# Wich van staal should I buy for catching kings off the pier?



## sabinelakehustler

Which van staal? Bail or bailless? I like it light!


----------



## atlantacapt

none of them...much smoother reels out there...their drags are not great.


----------



## Austin

Bailess or Bailed is pretty much your preference, though I and most prefer bailess. Typical size is the 200, though I have seen a few 150's used.


----------



## billin

*Stella*

It's a better real smooth drag and its easy to find get a 6000 and spool it with 65 lbs power pro its all you will need for the pier and if you buy a Terez rod it's all the bottom combo you will need here as well


----------



## fairpoint

Get a 250 manual and learn to fish with it if you HAVE to have a van staal.....You can catch most fish that swim by there....During cobia season put a top shot of 50lb powerpro braid on and you are good to go.....I'm old school and fish with a 498 Mitchell and my drag sucks but I make it work for me...A penn 706 would be good for anything on the pier as well.....For the novice maybe a penn 850 or 8500 whichever one they are putting out these days would be another suitable rig just have to keep up maint. on the line roller......good luck with your next reel 
Fairpoint


----------



## Sammy

Off the pier, light and great drag? Shimano sustain 5k fg. I have a vs150 silver laying around you can have for $500.


----------



## albacized

Only buy a Van Staal if you plan on dunking it and dragging it through the sand on the beach. Otherwise, as mentioned above, the Shimano Stella would be a good choice, if spending big bucks is the choice...And where Shimano introduced an updated version of the Stella, you can probably find a deal on the now discontinued model (that's what I did - I just picked up the 5000 SW for about $150 off the listed price)


----------



## sabinelakehustler

Thanks for the info. I currently have a sustain 10000fg with 40lb suffix 832. And a sustain 8000fe with 40lb suffix 832 also. I was wanting VS, because I swear every single person has at least 2 VS. saw one guy with 4. Never fished with one b4.


----------



## sabinelakehustler

On the pier.


----------



## Austin

Go to the tackle shops and play around with one for a bit, also see if someone out on the pier will let you try one out for a second. Then make your own decision.


----------



## southern yakker

sabinelakehustler said:


> Thanks for the info. I currently have a sustain 10000fg with 40lb suffix 832. And a sustain 8000fe with 40lb suffix 832 also. I was wanting VS, because I swear every single person has at least 2 VS. saw one guy with 4. Never fished with one b4.

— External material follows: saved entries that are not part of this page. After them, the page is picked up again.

//! # Spiral Node
//!
//! Hosts one orchestrator with its maintenance loop until interrupted.

use std::sync::Arc;

use tokio::time::Duration;
use tracing::info;
use tracing_subscriber::EnvFilter;

mod config;
mod engine;

use config::NodeConfig;
use engine::Engine;
use spiral_orchestrator::Orchestrator;

#[tokio::main]
async fn main() -> anyhow::Result<()> {
    tracing_subscriber::fmt()
        .with_env_filter(EnvFilter::try_from_default_env().unwrap_or_else(|_| EnvFilter::new("info")))
        .init();

    info!("🚀 Spiral Node starting...");

    let config = NodeConfig::from_env()?;
    info!(
        "⚙️  tick={}ms voting_window={}ms heartbeat_timeout={}ms",
        config.tick_ms,
        config.orchestrator.voting_window_ms,
        config.orchestrator.registry.heartbeat_timeout_ms
    );

    let orchestrator = Arc::new(Orchestrator::new(config.orchestrator.clone()));
    let engine = Arc::new(Engine::new(
        orchestrator.clone(),
        Duration::from_millis(config.tick_ms),
    ));

    let audit = tokio::spawn(engine.clone().audit());
    let ticking = tokio::spawn(engine.run());

    tokio::signal::ctrl_c().await?;
    info!("🛑 Shutdown requested");

    orchestrator.shutdown().await;
    ticking.await?;
    audit.abort();

    info!("👋 Spiral Node stopped");
    Ok(())
}
impl Default for MessageBus {
    fn default() -> Self {
        Self::new(BusConfig::default())
    }
}

#[cfg(test)]
mod tests {
    use super::*;
    use spiral_core::context::context;
    use spiral_core::Context;
    use std::sync::Arc;

    #[tokio::test]
    async fn test_register_twice_fails() {
        let bus = MessageBus::default();
        let _mb = bus.register("a").await.unwrap();
        assert!(matches!(
            bus.register("a").await,
            Err(SpiralError::AgentAlreadyRegistered { .. })
        ));
    }

    #[tokio::test]
    async fn test_fifo_per_pair() {
        let bus = MessageBus::default();
        let _a = bus.register("a").await.unwrap();
        let mut b = bus.register("b").await.unwrap();

        for i in 0..5 {
            bus.send(Message::delegate("a", "b", Context::new()).with("seq", i))
                .await
                .unwrap();
        }

        for i in 0..5 {
            let msg = b.recv().await.unwrap();
            assert_eq!(msg.payload["seq"], i);
        }
    }

    #[tokio::test]
    async fn test_responses_correlate_in_request_order() {
        let bus = MessageBus::default();
        let mut a = bus.register("a").await.unwrap();
        let mut b = bus.register("b").await.unwrap();

        let mut sent = Vec::new();
        for _ in 0..3 {
            let req = Message::request("a", "b", Context::new());
            sent.push(req.correlation_id);
            bus.send(req).await.unwrap();
        }
        assert_eq!(bus.outstanding().await, 3);

        for _ in 0..3 {
            let req = b.recv().await.unwrap();
            bus.send(Message::response_to(&req, "b")).await.unwrap();
        }

        for expected in sent {
            let resp = a.recv().await.unwrap();
            assert_eq!(resp.correlation_id, expected);
        }
        assert_eq!(bus.outstanding().await, 0);
    }

    #[tokio::test]
    async fn test_unknown_correlation_rejected() {
        let bus = MessageBus::default();
        let _a = bus.register("a").await.unwrap();
        let _b = bus.register("b").await.unwrap();

        let req = Message::request("a", "b", Context::new());
        let stray = Message::response_to(&req, "b");
        let err = bus.send(stray).await.unwrap_err();
        assert!(matches!(err, SpiralError::UnknownCorrelation { .. }));
    }

    #[tokio::test]
    async fn test_correlation_retired_after_response() {
        let bus = MessageBus::default();
        let _a = bus.register("a").await.unwrap();
        let mut b = bus.register("b").await.unwrap();

        bus.send(Message::request("a", "b", Context::new())).await.unwrap();
        let req = b.recv().await.unwrap();
        bus.send(Message::response_to(&req, "b")).await.unwrap();

        let err = bus.send(Message::response_to(&req, "b")).await.unwrap_err();
        assert!(matches!(err, SpiralError::UnknownCorrelation { .. }));
    }

    #[tokio::test]
    async fn test_request_roundtrip() {
        let bus = Arc::new(MessageBus::default());
        let _a = bus.register("a").await.unwrap();
        let mut b = bus.register("b").await.unwrap();

        let responder = {
            let bus = bus.clone();
            tokio::spawn(async move {
                let req = b.recv().await.unwrap();
                bus.send(Message::response_to(&req, "b").with("answer", 42))
                    .await
                    .unwrap();
            })
        };

        let resp = bus
            .request(Message::request("a", "b", Context::new()), None)
            .await
            .unwrap();
        responder.await.unwrap();

        assert_eq!(resp.payload["answer"], 42);
        assert_eq!(bus.outstanding().await, 0);
    }

    #[tokio::test]
    async fn test_request_timeout_retires_correlation() {
        let bus = MessageBus::default();
        let _a = bus.register("a").await.unwrap();
        let _b = bus.register("b").await.unwrap();

        let err = bus
            .request(
                Message::request("a", "b", Context::new()),
                Some(Duration::from_millis(10)),
            )
            .await
            .unwrap_err();

        assert!(matches!(err, SpiralError::Timeout { .. }));
        assert_eq!(bus.outstanding().await, 0);
    }

    #[tokio::test]
    async fn test_expire_requests() {
        let bus = MessageBus::default();
        let _a = bus.register("a").await.unwrap();
        let _b = bus.register("b").await.unwrap();
        bus.send(Message::request("a", "b", Context::new())).await.unwrap();

        assert!(bus.expire_requests(Utc::now()).await.is_empty());
        let later = Utc::now() + chrono::Duration::seconds(10);
        assert_eq!(bus.expire_requests(later).await.len(), 1);
        assert_eq!(bus.outstanding().await, 0);
    }

    #[tokio::test]
    async fn test_topic_broadcast_skips_sender() {
        let bus = MessageBus::default();
        let mut a = bus.register("a").await.unwrap();
        let mut b = bus.register("b").await.unwrap();
        let mut c = bus.register("c").await.unwrap();

        let ctx = context([("domain", "storage")]);
        let topic = Topic::of(&ctx);
        for id in ["a", "b", "c"] {
            bus.subscribe(id, topic.clone()).await.unwrap();
        }
        let mut tap = bus.tap(topic.clone()).await;

        let delivered = bus.send(Message::notify("a", topic, ctx)).await.unwrap();
        assert_eq!(delivered, 2);

        assert!(b.recv().await.is_some());
        assert!(c.recv().await.is_some());
        assert!(a.try_recv().is_none());
        assert_eq!(tap.recv().await.unwrap().sender, "a");
    }

    #[tokio::test]
    async fn test_untap_waits_for_last_observer() {
        let bus = MessageBus::default();
        let topic = Topic::named("votes");

        let first = bus.tap(topic.clone()).await;
        let second = bus.tap(topic.clone()).await;
        assert_eq!(bus.tap_count().await, 1);

        drop(first);
        assert!(!bus.untap(&topic).await);
        assert_eq!(bus.tap_count().await, 1);

        drop(second);
        assert!(bus.untap(&topic).await);
        assert_eq!(bus.tap_count().await, 0);
    }

    #[tokio::test]
    async fn test_direct_notify_reaches_one_agent() {
        let bus = MessageBus::default();
        let mut a = bus.register("a").await.unwrap();
        let mut b = bus.register("b").await.unwrap();

        let delivered = bus
            .send(Message::notify_agent("core", "a", Context::new()))
            .await
            .unwrap();
        assert_eq!(delivered, 1);
        assert_eq!(a.recv().await.unwrap().kind, MessageKind::Notify);
        assert!(b.try_recv().is_none());
    }

    #[tokio::test]
    async fn test_unregister_cleans_up() {
        let bus = MessageBus::default();
        let _a = bus.register("a").await.unwrap();
        let _b = bus.register("b").await.unwrap();
        let topic = Topic::named("t");
        bus.subscribe("a", topic.clone()).await.unwrap();
        bus.send(Message::request("a", "b", Context::new())).await.unwrap();

        assert!(bus.unregister("a").await);
        assert!(bus.subscribers(&topic).await.is_empty());
        assert_eq!(bus.outstanding().await, 0);

        let err = bus
            .send(Message::delegate("b", "a", Context::new()))
            .await
            .unwrap_err();
        assert!(matches!(err, SpiralError::UnknownAgent { .. }));
    }
}
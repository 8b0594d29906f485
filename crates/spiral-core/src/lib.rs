//! # Spiral Core
//!
//! Core primitives and types for the Spiral coordination core.
//!
//! This crate provides the fundamental building blocks:
//! - [`ChoicePrimitive`] - An explicit, eventually-terminal decision point
//! - [`ChoiceTree`] - A root primitive plus everything its selections spawned
//! - [`HistoryEntry`] - Append-only record of selection transitions
//! - [`SpiralError`] - Protocol error types

pub mod context;
pub mod error;
pub mod expansion;
pub mod primitive;
pub mod tree;
pub mod types;

// Re-exports for convenience
pub use context::{Context, ContextValue};
pub use error::{Result, SpiralError};
pub use expansion::{Expansion, NoExpansion};
pub use primitive::{ChoicePrimitive, NodeState};
pub use tree::{ChoiceTree, HistoryEntry, SelectionOutcome, TreeConfig, UndoOutcome};
pub use types::*;

/// Prelude module for common imports
pub mod prelude {
    pub use crate::context::{Context, ContextValue};
    pub use crate::error::{Result, SpiralError};
    pub use crate::expansion::{Expansion, NoExpansion};
    pub use crate::primitive::{ChoicePrimitive, NodeState};
    pub use crate::tree::{ChoiceTree, HistoryEntry, SelectionOutcome, TreeConfig, UndoOutcome};
    pub use crate::types::{
        AgentId, OptionId, PrimitiveId, ProducerResult, Resolution, ResolutionPolicy,
        ResolutionStatus, TreeId,
    };
}
//! # Spiral Router
//!
//! Matches incoming intents to pending choice primitives, creating new ones
//! through the kernel when nothing matches, and owns the deadline and
//! default-resolution policy for every routed primitive.

pub mod intent;
pub mod router;

pub use intent::{Intent, IntentBuilder};
pub use router::{ChoiceRouter, Expired, PendingRoute, Proposal, RouteOutcome, RouterConfig};
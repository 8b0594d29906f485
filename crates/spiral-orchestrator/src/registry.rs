//! Agent registry and lifecycle.
//!
//! `UNREGISTERED -> REGISTERED -> ACTIVE <-> SUSPENDED -> TERMINATED`
//!
//! The map lock is only taken for writing on registration and eviction.
//! Heartbeats and sweeps lock one record at a time, so agents never contend
//! with each other.

use std::collections::{BTreeSet, HashMap};
use std::sync::Arc;

use chrono::{DateTime, Duration, Utc};
use serde::{Deserialize, Serialize};
use spiral_core::{AgentId, Result, SpiralError};
use tokio::sync::{Mutex, RwLock};
use tracing::{debug, info, warn};

/// Lifecycle state of an agent.
#[derive(Debug, Clone, Copy, PartialEq, Eq, Serialize, Deserialize)]
#[serde(rename_all = "snake_case")]
pub enum AgentState {
    /// Not known to the registry.
    Unregistered,
    /// Capabilities declared, no heartbeat yet.
    Registered,
    /// Heartbeating; eligible to vote.
    Active,
    /// Missed its heartbeat deadline.
    Suspended,
    /// Deregistered or evicted. Terminal.
    Terminated,
}

/// What an agent declares when it registers.
#[derive(Debug, Clone, Serialize, Deserialize)]
pub struct CapabilityDeclaration {
    /// Unique agent id.
    pub agent_id: AgentId,

    /// Capability tags the agent handles.
    pub capabilities: BTreeSet<String>,

    /// Weight of the agent's votes.
    pub priority_weight: f64,
}

impl CapabilityDeclaration {
    /// Create a declaration with no capabilities.
    pub fn new(agent_id: impl Into<AgentId>, priority_weight: f64) -> Self {
        Self {
            agent_id: agent_id.into(),
            capabilities: BTreeSet::new(),
            priority_weight,
        }
    }

    /// Add a capability tag.
    pub fn with_capability(mut self, capability: impl Into<String>) -> Self {
        self.capabilities.insert(capability.into());
        self
    }
}

/// A registered agent.
#[derive(Debug, Clone, Serialize, Deserialize)]
pub struct AgentRecord {
    pub agent_id: AgentId,

    pub capabilities: BTreeSet<String>,

    /// Vote weight, clamped to a non-negative finite value.
    pub priority_weight: f64,

    pub state: AgentState,

    /// Last heartbeat, if any.
    pub last_heartbeat: Option<DateTime<Utc>>,

    /// When the agent was suspended.
    pub suspended_at: Option<DateTime<Utc>>,

    pub registered_at: DateTime<Utc>,
}

impl AgentRecord {
    /// Check if the agent declared a capability.
    pub fn has_capability(&self, capability: &str) -> bool {
        self.capabilities.contains(capability)
    }

    /// Check if the agent's votes count.
    pub fn can_vote(&self) -> bool {
        self.state == AgentState::Active
    }
}

/// Heartbeat policy.
#[derive(Debug, Clone, Serialize, Deserialize)]
pub struct RegistryConfig {
    /// An ACTIVE agent silent for longer than this is suspended (milliseconds).
    pub heartbeat_timeout_ms: u64,

    /// A SUSPENDED agent silent for longer than this is terminated (milliseconds).
    pub max_suspension_ms: u64,
}

impl Default for RegistryConfig {
    fn default() -> Self {
        Self {
            heartbeat_timeout_ms: 30_000,
            max_suspension_ms: 300_000,
        }
    }
}

/// Transitions made by one sweep.
#[derive(Debug, Clone, Default)]
pub struct SweepReport {
    pub suspended: Vec<AgentId>,
    pub terminated: Vec<AgentId>,
}

impl SweepReport {
    pub fn is_empty(&self) -> bool {
        self.suspended.is_empty() && self.terminated.is_empty()
    }
}

/// Registry of live agents.
pub struct AgentRegistry {
    config: RegistryConfig,
    records: RwLock<HashMap<AgentId, Arc<Mutex<AgentRecord>>>>,
}

impl AgentRegistry {
    /// Create a new registry.
    pub fn new(config: RegistryConfig) -> Self {
        Self {
            config,
            records: RwLock::new(HashMap::new()),
        }
    }

    /// Register an agent from its capability declaration.
    pub async fn register(&self, declaration: CapabilityDeclaration) -> Result<AgentRecord> {
        let agent_id = declaration.agent_id.trim().to_string();
        if agent_id.is_empty() {
            return Err(SpiralError::UnknownAgent { agent_id });
        }

        let mut records = self.records.write().await;
        if records.contains_key(&agent_id) {
            return Err(SpiralError::AgentAlreadyRegistered { agent_id });
        }

        let weight = declaration.priority_weight;
        let record = AgentRecord {
            agent_id: agent_id.clone(),
            capabilities: declaration.capabilities,
            priority_weight: if weight.is_finite() { weight.max(0.0) } else { 0.0 },
            state: AgentState::Registered,
            last_heartbeat: None,
            suspended_at: None,
            registered_at: Utc::now(),
        };
        records.insert(agent_id.clone(), Arc::new(Mutex::new(record.clone())));

        info!("Registered agent '{}' ({} capabilities)", agent_id, record.capabilities.len());
        Ok(record)
    }

    async fn entry(&self, agent_id: &str) -> Result<Arc<Mutex<AgentRecord>>> {
        self.records
            .read()
            .await
            .get(agent_id)
            .cloned()
            .ok_or_else(|| SpiralError::UnknownAgent {
                agent_id: agent_id.to_string(),
            })
    }

    /// Record a heartbeat. REGISTERED and SUSPENDED agents become ACTIVE.
    pub async fn heartbeat(&self, agent_id: &str, now: DateTime<Utc>) -> Result<AgentState> {
        let entry = self.entry(agent_id).await?;
        let mut record = entry.lock().await;

        match record.state {
            AgentState::Terminated | AgentState::Unregistered => {
                return Err(SpiralError::AgentTerminated {
                    agent_id: agent_id.to_string(),
                })
            }
            AgentState::Suspended => {
                info!("Agent '{}' resumed", agent_id);
            }
            AgentState::Registered => {
                debug!("Agent '{}' is active", agent_id);
            }
            AgentState::Active => {}
        }

        record.state = AgentState::Active;
        record.last_heartbeat = Some(now);
        record.suspended_at = None;
        Ok(record.state)
    }

    /// Apply heartbeat deadlines as of `now`.
    ///
    /// Terminated agents are evicted from the registry.
    pub async fn sweep(&self, now: DateTime<Utc>) -> SweepReport {
        let heartbeat_timeout = Duration::milliseconds(self.config.heartbeat_timeout_ms as i64);
        let max_suspension = Duration::milliseconds(self.config.max_suspension_ms as i64);
        let entries: Vec<Arc<Mutex<AgentRecord>>> =
            self.records.read().await.values().cloned().collect();

        let mut report = SweepReport::default();
        for entry in entries {
            let mut record = entry.lock().await;
            match record.state {
                AgentState::Active => {
                    let silent_since = record.last_heartbeat.unwrap_or(record.registered_at);
                    if now - silent_since > heartbeat_timeout {
                        record.state = AgentState::Suspended;
                        record.suspended_at = Some(now);
                        warn!("Agent '{}' missed its heartbeat, suspended", record.agent_id);
                        report.suspended.push(record.agent_id.clone());
                    }
                }
                AgentState::Suspended => {
                    let since = record.suspended_at.unwrap_or(now);
                    if now - since > max_suspension {
                        record.state = AgentState::Terminated;
                        warn!("Agent '{}' exceeded max suspension, terminated", record.agent_id);
                        report.terminated.push(record.agent_id.clone());
                    }
                }
                _ => {}
            }
        }

        if !report.terminated.is_empty() {
            let mut records = self.records.write().await;
            for id in &report.terminated {
                records.remove(id);
            }
        }
        report.suspended.sort();
        report.terminated.sort();
        report
    }

    /// Deregister an agent. The returned record is TERMINATED.
    pub async fn deregister(&self, agent_id: &str) -> Result<AgentRecord> {
        let entry = self
            .records
            .write()
            .await
            .remove(agent_id)
            .ok_or_else(|| SpiralError::UnknownAgent {
                agent_id: agent_id.to_string(),
            })?;

        let mut record = entry.lock().await;
        record.state = AgentState::Terminated;
        info!("Deregistered agent '{}'", agent_id);
        Ok(record.clone())
    }

    /// Get a copy of a record.
    pub async fn get(&self, agent_id: &str) -> Option<AgentRecord> {
        let entry = self.entry(agent_id).await.ok()?;
        let record = entry.lock().await;
        Some(record.clone())
    }

    /// Current lifecycle state; unknown ids are UNREGISTERED.
    pub async fn state(&self, agent_id: &str) -> AgentState {
        self.get(agent_id)
            .await
            .map_or(AgentState::Unregistered, |r| r.state)
    }

    /// All records, ordered by agent id.
    pub async fn agents(&self) -> Vec<AgentRecord> {
        let entries: Vec<Arc<Mutex<AgentRecord>>> =
            self.records.read().await.values().cloned().collect();
        let mut out = Vec::with_capacity(entries.len());
        for entry in entries {
            out.push(entry.lock().await.clone());
        }
        out.sort_by(|a, b| a.agent_id.cmp(&b.agent_id));
        out
    }

    /// ACTIVE agents, ordered by agent id.
    pub async fn active_agents(&self) -> Vec<AgentRecord> {
        let mut agents = self.agents().await;
        agents.retain(AgentRecord::can_vote);
        agents
    }

    /// Reachable agents declaring a capability, highest weight first.
    pub async fn with_capability(&self, capability: &str) -> Vec<AgentRecord> {
        let mut agents = self.agents().await;
        agents.retain(|r| {
            r.has_capability(capability)
                && matches!(r.state, AgentState::Registered | AgentState::Active)
        });
        agents.sort_by(|a, b| {
            b.priority_weight
                .total_cmp(&a.priority_weight)
                .then_with(|| a.agent_id.cmp(&b.agent_id))
        });
        agents
    }

    /// Number of registered agents.
    pub async fn len(&self) -> usize {
        self.records.read().await.len()
    }

    pub async fn is_empty(&self) -> bool {
        self.len().await == 0
    }
}

impl Default for AgentRegistry {
    fn default() -> Self {
        Self::new(RegistryConfig::default())
    }
}

#[cfg(test)]
mod tests {
    use super::*;

    fn registry() -> AgentRegistry {
        AgentRegistry::new(RegistryConfig {
            heartbeat_timeout_ms: 1_000,
            max_suspension_ms: 5_000,
        })
    }

    #[tokio::test]
    async fn test_lifecycle() {
        let registry = registry();
        let t0 = Utc::now();

        assert_eq!(registry.state("x").await, AgentState::Unregistered);
        registry.register(CapabilityDeclaration::new("x", 1.0)).await.unwrap();
        assert_eq!(registry.state("x").await, AgentState::Registered);

        registry.heartbeat("x", t0).await.unwrap();
        assert_eq!(registry.state("x").await, AgentState::Active);

        let report = registry.sweep(t0 + Duration::seconds(2)).await;
        assert_eq!(report.suspended, vec!["x".to_string()]);
        assert_eq!(registry.state("x").await, AgentState::Suspended);

        // Suspension is reversible.
        registry.heartbeat("x", t0 + Duration::seconds(3)).await.unwrap();
        assert_eq!(registry.state("x").await, AgentState::Active);

        registry.sweep(t0 + Duration::seconds(5)).await;
        let report = registry.sweep(t0 + Duration::seconds(11)).await;
        assert_eq!(report.terminated, vec!["x".to_string()]);
        assert_eq!(registry.state("x").await, AgentState::Unregistered);
        assert!(registry.heartbeat("x", t0).await.is_err());
    }

    #[tokio::test]
    async fn test_registered_without_heartbeat_is_not_suspended() {
        let registry = registry();
        registry.register(CapabilityDeclaration::new("x", 1.0)).await.unwrap();

        let report = registry.sweep(Utc::now() + Duration::seconds(60)).await;
        assert!(report.is_empty());
        assert_eq!(registry.state("x").await, AgentState::Registered);
    }

    #[tokio::test]
    async fn test_duplicate_registration() {
        let registry = registry();
        registry.register(CapabilityDeclaration::new("x", 1.0)).await.unwrap();
        let err = registry
            .register(CapabilityDeclaration::new("x", 2.0))
            .await
            .unwrap_err();
        assert!(matches!(err, SpiralError::AgentAlreadyRegistered { .. }));
    }

    #[tokio::test]
    async fn test_deregister() {
        let registry = registry();
        registry.register(CapabilityDeclaration::new("x", 1.0)).await.unwrap();

        let record = registry.deregister("x").await.unwrap();
        assert_eq!(record.state, AgentState::Terminated);
        assert!(registry.is_empty().await);
        assert!(registry.deregister("x").await.is_err());
    }

    #[tokio::test]
    async fn test_capability_lookup() {
        let registry = registry();
        registry
            .register(CapabilityDeclaration::new("low", 1.0).with_capability("storage"))
            .await
            .unwrap();
        registry
            .register(CapabilityDeclaration::new("high", 3.0).with_capability("storage"))
            .await
            .unwrap();
        registry
            .register(CapabilityDeclaration::new("net", 5.0).with_capability("network"))
            .await
            .unwrap();

        let ids: Vec<String> = registry
            .with_capability("storage")
            .await
            .into_iter()
            .map(|r| r.agent_id)
            .collect();
        assert_eq!(ids, vec!["high".to_string(), "low".to_string()]);
    }

    #[tokio::test]
    async fn test_weight_is_clamped() {
        let registry = registry();
        let record = registry
            .register(CapabilityDeclaration::new("x", f64::NAN))
            .await
            .unwrap();
        assert_eq!(record.priority_weight, 0.0);
    }
}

Don't buy one because everyone else has one. If you like it go for it but there is reels that are just as goid on the pier for a lot cheaper!


----------



## Sammy

sabinelakehustler said:


> Thanks for the info. I currently have a sustain 10000fg with 40lb suffix 832. And a sustain 8000fe with 40lb suffix 832 also. I was wanting VS, because I swear every single person has at least 2 VS. saw one guy with 4. Never fished with one b4.


Unless you gonna dunk it like I do, stick with shimano. Get a Stella 5ksw and call it a day.


----------



## lowprofile

VS is NOT a pier reel! lol. holy sheesus. target them by wading on the second bar and you can consider a Van staal. 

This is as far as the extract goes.